Task item
Going through the data below, copy out each line where the word "first" shows up.

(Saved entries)
####################

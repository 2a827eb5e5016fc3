//! New-entry notification fan-out
//!
//! Every subscriber gets a rich HTML message for each new entry. When the rich
//! message cannot be formatted or delivered, a plain-text message is sent
//! instead; when that fails too the failure is logged and delivery moves on.
//! Notification never fails the caller.

mod format;
mod registry;
mod sink;

pub use format::{format_plain, format_rich};
pub use registry::SubscriberRegistry;
pub use sink::{HttpMessageSink, MessageSink, TracingSink};

use crate::catalog::CatalogEntry;
use crate::config::NotifyConfig;
use reqwest::Client;
use std::sync::Arc;
use thiserror::Error;
use url::Url;

/// Errors raised while formatting or delivering a message
#[derive(Debug, Error)]
pub enum NotifyError {
    #[error("Cannot format message: {0}")]
    Format(String),

    #[error("HTTP error: {0}")]
    Http(#[from] reqwest::Error),

    #[error("Endpoint rejected message with status {0}")]
    Rejected(u16),

    #[error("Invalid notification endpoint: {0}")]
    InvalidEndpoint(#[from] url::ParseError),
}

#[derive(Debug, Clone, Copy, PartialEq, Eq)]
pub enum MessageFormat {
    Html,
    Plain,
}

/// A message addressed to one subscriber
#[derive(Debug, Clone, PartialEq, Eq)]
pub struct OutgoingMessage {
    pub chat_id: String,
    pub text: String,
    pub format: MessageFormat,
}

/// Fans new entries out to all registered subscribers
pub struct Notifier {
    registry: Arc<SubscriberRegistry>,
    sink: Arc<dyn MessageSink>,
}

impl Notifier {
    pub fn new(registry: Arc<SubscriberRegistry>, sink: Arc<dyn MessageSink>) -> Self {
        Self { registry, sink }
    }

    /// Builds a notifier from configuration
    ///
    /// Posts to the configured endpoint with `client`, or logs messages when
    /// no endpoint is set.
    pub fn from_config(config: &NotifyConfig, client: Client) -> Result<Self, NotifyError> {
        let registry = Arc::new(SubscriberRegistry::from_ids(config.subscribers.iter().cloned()));

        let sink: Arc<dyn MessageSink> = match &config.endpoint {
            Some(endpoint) => Arc::new(HttpMessageSink::new(client, Url::parse(endpoint)?)),
            None => Arc::new(TracingSink),
        };

        Ok(Self::new(registry, sink))
    }

    /// A notifier without subscribers
    pub fn disabled() -> Self {
        Self::new(Arc::new(SubscriberRegistry::new()), Arc::new(TracingSink))
    }

    pub fn registry(&self) -> &Arc<SubscriberRegistry> {
        &self.registry
    }

    /// Announces a new entry to every subscriber
    pub async fn notify_new(&self, entry: &CatalogEntry) {
        for chat_id in self.registry.snapshot() {
            self.deliver(&chat_id, entry).await;
        }
    }

    async fn deliver(&self, chat_id: &str, entry: &CatalogEntry) {
        match format_rich(entry) {
            Ok(text) => {
                let message = OutgoingMessage {
                    chat_id: chat_id.to_string(),
                    text,
                    format: MessageFormat::Html,
                };
                match self.sink.send(&message).await {
                    Ok(()) => return,
                    Err(e) => tracing::debug!(
                        "Rich notification to {} failed, falling back to plain text: {}",
                        chat_id,
                        e
                    ),
                }
            }
            Err(e) => tracing::debug!("Cannot format rich notification for {}: {}", entry.url, e),
        }

        let message = OutgoingMessage {
            chat_id: chat_id.to_string(),
            text: format_plain(entry),
            format: MessageFormat::Plain,
        };
        if let Err(e) = self.sink.send(&message).await {
            tracing::warn!(
                "Failed to notify {} about '{}': {}",
                chat_id,
                entry.title,
                e
            );
        }
    }
}
//! Subscriber registry

use std::collections::BTreeSet;
use std::sync::RwLock;

/// Append-only set of subscriber chat ids
///
/// Subscribers are never removed while the process runs. Readers take a
/// snapshot so that delivery never holds the lock across an await.
#[derive(Debug, Default)]
pub struct SubscriberRegistry {
    subscribers: RwLock<BTreeSet<String>>,
}

impl SubscriberRegistry {
    pub fn new() -> Self {
        Self::default()
    }

    pub fn from_ids<I, S>(ids: I) -> Self
    where
        I: IntoIterator<Item = S>,
        S: Into<String>,
    {
        let registry = Self::new();
        for id in ids {
            registry.add(id);
        }
        registry
    }

    /// Adds a subscriber, returning false if it was already registered
    pub fn add(&self, id: impl Into<String>) -> bool {
        let id = id.into();
        let mut subscribers = self
            .subscribers
            .write()
            .unwrap_or_else(|poisoned| poisoned.into_inner());
        subscribers.insert(id)
    }

    pub fn contains(&self, id: &str) -> bool {
        self.subscribers
            .read()
            .unwrap_or_else(|poisoned| poisoned.into_inner())
            .contains(id)
    }

    /// Current subscribers in a stable order
    pub fn snapshot(&self) -> Vec<String> {
        self.subscribers
            .read()
            .unwrap_or_else(|poisoned| poisoned.into_inner())
            .iter()
            .cloned()
            .collect()
    }

    pub fn len(&self) -> usize {
        self.subscribers
            .read()
            .unwrap_or_else(|poisoned| poisoned.into_inner())
            .len()
    }

    pub fn is_empty(&self) -> bool {
        self.len() == 0
    }
}
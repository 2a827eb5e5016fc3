//! Message delivery backends

use crate::notify::{MessageFormat, NotifyError, OutgoingMessage};
use async_trait::async_trait;
use reqwest::Client;
use serde::Serialize;
use url::Url;

/// Delivers one message to one subscriber
#[async_trait]
pub trait MessageSink: Send + Sync {
    async fn send(&self, message: &OutgoingMessage) -> Result<(), NotifyError>;
}

#[derive(Debug, Serialize)]
struct SendMessageBody<'a> {
    chat_id: &'a str,
    text: &'a str,
    #[serde(skip_serializing_if = "Option::is_none")]
    parse_mode: Option<&'static str>,
}

/// Posts messages as JSON to a bot endpoint
#[derive(Debug, Clone)]
pub struct HttpMessageSink {
    client: Client,
    endpoint: Url,
}

impl HttpMessageSink {
    pub fn new(client: Client, endpoint: Url) -> Self {
        Self { client, endpoint }
    }
}

#[async_trait]
impl MessageSink for HttpMessageSink {
    async fn send(&self, message: &OutgoingMessage) -> Result<(), NotifyError> {
        let body = SendMessageBody {
            chat_id: &message.chat_id,
            text: &message.text,
            parse_mode: match message.format {
                MessageFormat::Html => Some("HTML"),
                MessageFormat::Plain => None,
            },
        };

        let response = self
            .client
            .post(self.endpoint.clone())
            .json(&body)
            .send()
            .await?;

        let status = response.status();
        if !status.is_success() {
            return Err(NotifyError::Rejected(status.as_u16()));
        }

        Ok(())
    }
}

/// Logs messages instead of delivering them
#[derive(Debug, Clone, Copy, Default)]
pub struct TracingSink;

#[async_trait]
impl MessageSink for TracingSink {
    async fn send(&self, message: &OutgoingMessage) -> Result<(), NotifyError> {
        tracing::info!(
            "Notification for {} ({:?}): {}",
            message.chat_id,
            message.format,
            message.text
        );
        Ok(())
    }
}
//! Catalog-Sentinel: a watcher for alphabetically indexed catalogs
//!
//! This crate crawls a listing source one index key (letter) at a time,
//! reconciles every discovered entry against a persistent store and notifies
//! subscribers the moment a genuinely new entry appears.

pub mod catalog;
pub mod config;
pub mod crawler;
pub mod notify;
pub mod output;
pub mod render;
pub mod storage;

use thiserror::Error;

/// Main error type for Catalog-Sentinel operations
#[derive(Debug, Error)]
pub enum SentinelError {
    #[error("Storage error: {0}")]
    Store(#[from] storage::StoreError),

    #[error("Notification error: {0}")]
    Notify(#[from] notify::NotifyError),

    #[error("HTTP client error: {0}")]
    Reqwest(#[from] reqwest::Error),
}

/// Configuration-specific errors
#[derive(Debug, Error)]
pub enum ConfigError {
    #[error("Failed to read config file: {0}")]
    Io(#[from] std::io::Error),

    #[error("Failed to parse TOML: {0}")]
    Parse(#[from] toml::de::Error),

    #[error("Validation error: {0}")]
    Validation(String),

    #[error("Invalid URL in config: {0}")]
    InvalidUrl(String),

    #[error("Invalid CSS selector: {0}")]
    InvalidSelector(String),
}

/// Result type alias for Catalog-Sentinel operations
pub type Result<T> = std::result::Result<T, SentinelError>;

/// Result type alias for configuration operations
pub type ConfigResult<T> = std::result::Result<T, ConfigError>;

// Re-export commonly used types
pub use catalog::{CatalogEntry, CycleStats, DedupResult};
pub use config::Config;
pub use crawler::{Coordinator, Scheduler};
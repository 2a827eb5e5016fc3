//! Entry extraction from a rendered listing page
//!
//! A listing page offers up to three views of the same entries: the JSON
//! payload the page loaded, the entry links scraped from the rendered DOM, and
//! the raw markup. Each view is handled by an [`ExtractionStrategy`]; the
//! [`ExtractionChain`] tries them in order and keeps the first non-empty result.

use crate::catalog::{identity_from_url, CatalogEntry};
use crate::config::SourceConfig;
use crate::render::ScrapedLink;
use scraper::{Html, Selector};
use serde_json::Value;
use std::collections::{HashMap, HashSet};
use url::Url;

/// Payload fields holding the primary identity, in preference order
const PRIMARY_IDENTITY_FIELDS: [&str; 3] = ["place_id", "game_id", "id"];

/// Payload field matched against scraped link identities
const SECONDARY_IDENTITY_FIELD: &str = "id";

const TITLE_FIELDS: [&str; 2] = ["name", "title"];

const USERS_FIELDS: [&str; 3] = ["playing", "online", "concurrent_users"];

/// Everything one render produced for a listing page
#[derive(Debug, Clone)]
pub struct PageSnapshot {
    /// URL the page ended up on; relative hrefs resolve against it
    pub final_url: Url,

    /// JSON payload observed while rendering
    pub payload: Option<Value>,

    /// Entry links scraped from the rendered DOM
    pub scraped: Vec<ScrapedLink>,

    /// Rendered markup
    pub markup: Option<String>,
}

/// One way of turning a page snapshot into entries
pub trait ExtractionStrategy: Send + Sync {
    fn name(&self) -> &'static str;

    /// Returns `None` when this view of the page is unavailable
    fn extract(&self, page: &PageSnapshot) -> Option<Vec<CatalogEntry>>;
}

/// Reconciles the JSON payload with scraped links
///
/// Scraped URLs are better locators than ones built from raw payload ids, so
/// each payload item takes the URL of the scraped link whose identity equals
/// the item's secondary identity. If no item matches any link, URLs are
/// synthesized from the entry URL template instead.
#[derive(Debug, Clone)]
pub struct PayloadStrategy {
    source: SourceConfig,
}

impl PayloadStrategy {
    pub fn new(source: SourceConfig) -> Self {
        Self { source }
    }
}

impl ExtractionStrategy for PayloadStrategy {
    fn name(&self) -> &'static str {
        "payload"
    }

    fn extract(&self, page: &PageSnapshot) -> Option<Vec<CatalogEntry>> {
        let games = page.payload.as_ref().and_then(games_collection)?;

        let links: HashMap<&str, &ScrapedLink> = page
            .scraped
            .iter()
            .map(|link| (link.identity.as_str(), link))
            .collect();

        let mut matched = Vec::new();
        let mut synthesized = Vec::new();

        for item in games {
            let Some(identity) = PRIMARY_IDENTITY_FIELDS
                .iter()
                .find_map(|field| string_field(item, field))
            else {
                continue;
            };
            let secondary =
                string_field(item, SECONDARY_IDENTITY_FIELD).unwrap_or_else(|| identity.clone());
            let title = TITLE_FIELDS
                .iter()
                .find_map(|field| string_field(item, field));
            let users = USERS_FIELDS.iter().find_map(|field| count_field(item, field));

            if let Some(link) = links.get(secondary.as_str()) {
                if let Ok(url) = page.final_url.join(&link.href) {
                    matched.push(CatalogEntry {
                        identity: identity.clone(),
                        title: title.clone().unwrap_or_else(|| link.title.clone()),
                        url: url.to_string(),
                        concurrent_users: users,
                    });
                }
            }

            synthesized.push(CatalogEntry {
                url: self.source.entry_url(&identity),
                identity,
                title: title.unwrap_or_default(),
                concurrent_users: users,
            });
        }

        if matched.is_empty() {
            Some(synthesized)
        } else {
            Some(matched)
        }
    }
}

/// Uses the scraped links on their own
#[derive(Debug, Clone, Default)]
pub struct ScrapedStrategy;

impl ExtractionStrategy for ScrapedStrategy {
    fn name(&self) -> &'static str {
        "scraped"
    }

    fn extract(&self, page: &PageSnapshot) -> Option<Vec<CatalogEntry>> {
        if page.scraped.is_empty() {
            return None;
        }

        let entries = page
            .scraped
            .iter()
            .filter_map(|link| {
                let url = page.final_url.join(&link.href).ok()?;
                Some(CatalogEntry::new(
                    link.identity.clone(),
                    link.title.clone(),
                    url.to_string(),
                ))
            })
            .collect();

        Some(entries)
    }
}

/// Last resort: every anchor under the entry path prefix in the raw markup
#[derive(Debug, Clone)]
pub struct MarkupStrategy {
    path_prefix: String,
}

impl MarkupStrategy {
    pub fn new(path_prefix: impl Into<String>) -> Self {
        Self {
            path_prefix: path_prefix.into(),
        }
    }
}

impl ExtractionStrategy for MarkupStrategy {
    fn name(&self) -> &'static str {
        "markup"
    }

    fn extract(&self, page: &PageSnapshot) -> Option<Vec<CatalogEntry>> {
        let markup = page.markup.as_deref()?;
        let document = Html::parse_document(markup);
        let anchor = Selector::parse("a[href]").ok()?;

        let entries = document
            .select(&anchor)
            .filter_map(|element| {
                let href = element.value().attr("href")?;
                let url = page.final_url.join(href.trim()).ok()?;
                if !url.path().starts_with(&self.path_prefix) {
                    return None;
                }
                let identity = identity_from_url(&url, &self.path_prefix)?;
                let title = element
                    .value()
                    .attr("title")
                    .map(|t| t.trim().to_string())
                    .filter(|t| !t.is_empty())
                    .unwrap_or_else(|| {
                        element
                            .text()
                            .flat_map(str::split_whitespace)
                            .collect::<Vec<_>>()
                            .join(" ")
                    });
                Some(CatalogEntry::new(identity, title, url.to_string()))
            })
            .collect();

        Some(entries)
    }
}

/// Ordered fallback chain of extraction strategies
pub struct ExtractionChain {
    strategies: Vec<Box<dyn ExtractionStrategy>>,
}

impl ExtractionChain {
    pub fn new(strategies: Vec<Box<dyn ExtractionStrategy>>) -> Self {
        Self { strategies }
    }

    /// Payload, then scraped links, then raw markup
    pub fn standard(source: &SourceConfig) -> Self {
        let prefix = source
            .entry_path_prefix()
            .unwrap_or_else(|| "/".to_string());

        Self::new(vec![
            Box::new(PayloadStrategy::new(source.clone())),
            Box::new(ScrapedStrategy),
            Box::new(MarkupStrategy::new(prefix)),
        ])
    }

    /// Runs the strategies in order
    ///
    /// Entries without a title or URL are dropped and repeated identities keep
    /// their first occurrence. An empty result means no strategy found
    /// anything, which is the normal end-of-data signal.
    pub fn run(&self, page: &PageSnapshot) -> Vec<CatalogEntry> {
        for strategy in &self.strategies {
            let Some(entries) = strategy.extract(page) else {
                continue;
            };

            let raw = entries.len();
            let mut seen = HashSet::new();
            let accepted: Vec<_> = entries
                .into_iter()
                .filter(|entry| entry.is_acceptable() && seen.insert(entry.identity.clone()))
                .collect();

            if raw != accepted.len() {
                tracing::debug!(
                    "Strategy '{}' dropped {} of {} entries on {}",
                    strategy.name(),
                    raw - accepted.len(),
                    raw,
                    page.final_url
                );
            }

            if !accepted.is_empty() {
                tracing::debug!(
                    "Strategy '{}' extracted {} entries from {}",
                    strategy.name(),
                    accepted.len(),
                    page.final_url
                );
                return accepted;
            }
        }

        Vec::new()
    }
}

/// The `games` collection, at the top level or under `data`
fn games_collection(payload: &Value) -> Option<&Vec<Value>> {
    payload
        .get("games")
        .or_else(|| payload.get("data").and_then(|data| data.get("games")))
        .and_then(Value::as_array)
}

/// Reads a string or number field as a non-empty string
fn string_field(item: &Value, field: &str) -> Option<String> {
    match item.get(field)? {
        Value::String(s) if !s.trim().is_empty() => Some(s.trim().to_string()),
        Value::Number(n) => Some(n.to_string()),
        _ => None,
    }
}

fn count_field(item: &Value, field: &str) -> Option<u64> {
    match item.get(field)? {
        Value::Number(n) => n.as_u64(),
        Value::String(s) => s.trim().parse().ok(),
        _ => None,
    }
}

#[cfg(test)]
mod tests {
    use super::*;
    use serde_json::json;

    fn source() -> SourceConfig {
        SourceConfig {
            listing_url: "https://catalog.example.com/games".to_string(),
            sort: "popular".to_string(),
            entry_url_template: "https://catalog.example.com/games/{id}".to_string(),
            payload_url_fragment: "/api/".to_string(),
            entry_selectors: vec!["[data-game-id]".to_string()],
            navigation_timeout_ms: 5_000,
            payload_timeout_ms: 1_000,
        }
    }

    fn chain() -> ExtractionChain {
        ExtractionChain::new(vec![
            Box::new(PayloadStrategy::new(source())),
            Box::new(ScrapedStrategy),
            Box::new(MarkupStrategy::new("/games/")),
        ])
    }

    fn snapshot() -> PageSnapshot {
        PageSnapshot {
            final_url: Url::parse("https://catalog.example.com/games?letter=a&page=1").unwrap(),
            payload: None,
            scraped: Vec::new(),
            markup: None,
        }
    }

    fn link(identity: &str, title: &str, href: &str) -> ScrapedLink {
        ScrapedLink {
            identity: identity.to_string(),
            title: title.to_string(),
            href: href.to_string(),
        }
    }

    #[test]
    fn test_payload_prefers_scraped_urls() {
        let mut page = snapshot();
        page.payload = Some(json!({
            "games": [
                {"place_id": 9001, "id": 11, "name": "Alpha", "playing": 120},
                {"place_id": 9002, "id": 12, "name": "Beta"}
            ]
        }));
        page.scraped = vec![link("11", "Alpha (dom)", "/games/11/alpha")];

        let entries = chain().run(&page);

        assert_eq!(
            entries,
            vec![CatalogEntry::new(
                "9001",
                "Alpha",
                "https://catalog.example.com/games/11/alpha"
            )
            .with_concurrent_users(120)]
        );
    }

    #[test]
    fn test_payload_without_matches_synthesizes_urls() {
        let mut page = snapshot();
        page.payload = Some(json!({
            "data": {"games": [{"game_id": "77", "title": "Gamma", "online": "15"}]}
        }));
        page.scraped = vec![link("999", "Other", "/games/999")];

        let entries = chain().run(&page);

        assert_eq!(entries.len(), 1);
        assert_eq!(entries[0].identity, "77");
        assert_eq!(entries[0].url, "https://catalog.example.com/games/77");
        assert_eq!(entries[0].concurrent_users, Some(15));
    }

    #[test]
    fn test_synthesized_urls_follow_entry_template() {
        let mut config = source();
        config.entry_url_template = "https://catalog.example.com/play/{id}/lobby".to_string();
        let mut page = snapshot();
        page.payload = Some(json!({"games": [{"place_id": 8, "name": "Theta"}]}));

        let entries = PayloadStrategy::new(config.clone()).extract(&page).unwrap();

        assert_eq!(entries[0].url, config.entry_url("8"));
        assert_eq!(entries[0].url, "https://catalog.example.com/play/8/lobby");
    }

    #[test]
    fn test_payload_title_falls_back_to_scraped_title() {
        let mut page = snapshot();
        page.payload = Some(json!({"games": [{"id": 5}]}));
        page.scraped = vec![link("5", "Delta", "/games/5")];

        let entries = chain().run(&page);

        assert_eq!(entries[0].title, "Delta");
    }

    #[test]
    fn test_no_payload_uses_scraped_links() {
        let mut page = snapshot();
        page.scraped = vec![
            link("1", "Alpha", "/games/1"),
            link("2", "Beta", "https://catalog.example.com/games/2"),
        ];

        let entries = chain().run(&page);

        assert_eq!(entries.len(), 2);
        assert_eq!(entries[0].url, "https://catalog.example.com/games/1");
    }

    #[test]
    fn test_empty_payload_falls_through() {
        let mut page = snapshot();
        page.payload = Some(json!({"games": []}));
        page.scraped = vec![link("1", "Alpha", "/games/1")];

        let entries = chain().run(&page);

        assert_eq!(entries.len(), 1);
        assert_eq!(entries[0].identity, "1");
    }

    #[test]
    fn test_markup_is_last_resort() {
        let mut page = snapshot();
        page.markup = Some(
            r#"<html><body>
                <a href="/games/31/zeta">Zeta</a>
                <a href="/games/31/zeta-again">Zeta again</a>
                <a href="/games/32" title="Eta"><img src="x.png"></a>
                <a href="/help">Help</a>
            </body></html>"#
                .to_string(),
        );

        let entries = chain().run(&page);

        assert_eq!(entries.len(), 2);
        assert_eq!(entries[0].identity, "31");
        assert_eq!(entries[0].title, "Zeta");
        assert_eq!(entries[1].title, "Eta");
    }

    #[test]
    fn test_untitled_entries_are_dropped() {
        let mut page = snapshot();
        page.scraped = vec![link("1", "", "/games/1"), link("2", "Beta", "/games/2")];

        let entries = chain().run(&page);

        assert_eq!(entries.len(), 1);
        assert_eq!(entries[0].identity, "2");
    }

    #[test]
    fn test_nothing_found_is_empty() {
        let mut page = snapshot();
        page.markup = Some("<html><body>No results</body></html>".to_string());

        assert!(chain().run(&page).is_empty());
    }
}
//! Pagination walker for one index key
//!
//! The walker pulls pages lazily from a [`PageSource`], starting at page 1.
//! A non-empty page resets the empty streak and is handed out; an empty page
//! extends the streak, and the walk ends once the streak reaches
//! [`EMPTY_PAGE_LIMIT`]. Sparse listings can have empty gaps, so a single
//! empty page is not the end.

use crate::catalog::CatalogEntry;
use crate::crawler::fetcher::{FetchError, PageSource};
use std::collections::HashSet;
use tokio_util::sync::CancellationToken;

/// Consecutive empty pages that exhaust an index key
pub const EMPTY_PAGE_LIMIT: u32 = 3;

/// A non-empty page of entries
#[derive(Debug, Clone, PartialEq, Eq)]
pub struct PageBatch {
    pub index_key: String,
    pub page_number: u32,
    pub entries: Vec<CatalogEntry>,
}

/// Walks the pages of one index key
pub struct PageWalker<'a> {
    source: &'a dyn PageSource,
    index_key: String,
    page_size: u32,
    next_page: u32,
    empty_streak: u32,
    processed: HashSet<u32>,
    finished: bool,
}

impl<'a> PageWalker<'a> {
    pub fn new(source: &'a dyn PageSource, index_key: impl Into<String>, page_size: u32) -> Self {
        Self {
            source,
            index_key: index_key.into(),
            page_size,
            next_page: 1,
            empty_streak: 0,
            processed: HashSet::new(),
            finished: false,
        }
    }

    /// Last page number requested, 0 before the first fetch
    pub fn current_page(&self) -> u32 {
        self.next_page - 1
    }

    pub fn is_finished(&self) -> bool {
        self.finished
    }

    /// Fetches pages until one has entries
    ///
    /// Returns `Ok(None)` when the key is exhausted or `cancel` fired, and
    /// keeps returning it afterwards. A fetch error finishes the walk.
    pub async fn next_batch(
        &mut self,
        cancel: &CancellationToken,
    ) -> Result<Option<PageBatch>, FetchError> {
        while !self.finished {
            if cancel.is_cancelled() {
                tracing::debug!("Walk of '{}' cancelled", self.index_key);
                self.finished = true;
                break;
            }

            let page = self.next_page;
            if !self.processed.insert(page) {
                tracing::warn!(
                    "Page {} of '{}' was already processed, ending walk",
                    page,
                    self.index_key
                );
                self.finished = true;
                break;
            }
            self.next_page += 1;

            let entries = match self
                .source
                .fetch_page(&self.index_key, page, self.page_size)
                .await
            {
                Ok(entries) => entries,
                Err(e) => {
                    self.finished = true;
                    return Err(e);
                }
            };

            if entries.is_empty() {
                self.empty_streak += 1;
                tracing::debug!(
                    "Page {} of '{}' is empty ({}/{})",
                    page,
                    self.index_key,
                    self.empty_streak,
                    EMPTY_PAGE_LIMIT
                );
                if self.empty_streak >= EMPTY_PAGE_LIMIT {
                    self.finished = true;
                }
                continue;
            }

            self.empty_streak = 0;
            tracing::debug!(
                "Page {} of '{}' has {} entries",
                page,
                self.index_key,
                entries.len()
            );

            return Ok(Some(PageBatch {
                index_key: self.index_key.clone(),
                page_number: page,
                entries,
            }));
        }

        Ok(None)
    }
}
//! Message bodies for new-entry notifications

use crate::catalog::CatalogEntry;
use crate::notify::NotifyError;
use url::Url;

/// HTML body with a clickable title
///
/// Fails when the entry URL is not an absolute http(s) URL, since a broken
/// link would make the rich message useless.
pub fn format_rich(entry: &CatalogEntry) -> Result<String, NotifyError> {
    let url = Url::parse(&entry.url)
        .map_err(|e| NotifyError::Format(format!("bad entry URL '{}': {}", entry.url, e)))?;
    if !matches!(url.scheme(), "http" | "https") {
        return Err(NotifyError::Format(format!(
            "unsupported URL scheme '{}'",
            url.scheme()
        )));
    }

    let mut text = format!(
        "<b>New entry found</b>\n<a href=\"{}\">{}</a>",
        html_escape::encode_double_quoted_attribute(url.as_str()),
        html_escape::encode_text(&entry.title)
    );
    if let Some(users) = entry.concurrent_users {
        text.push_str(&format!("\nPlaying now: <b>{}</b>", users));
    }

    Ok(text)
}

pub fn format_plain(entry: &CatalogEntry) -> String {
    let mut text = format!("New entry found\n{}\n{}", entry.title, entry.url);
    if let Some(users) = entry.concurrent_users {
        text.push_str(&format!("\nPlaying now: {}", users));
    }
    text
}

####################

Reply
//! [`ExtractionChain`] tries them in order and keeps the first non-empty result.
    /// their first occurrence. An empty result means no strategy found
    /// Last page number requested, 0 before the first fetch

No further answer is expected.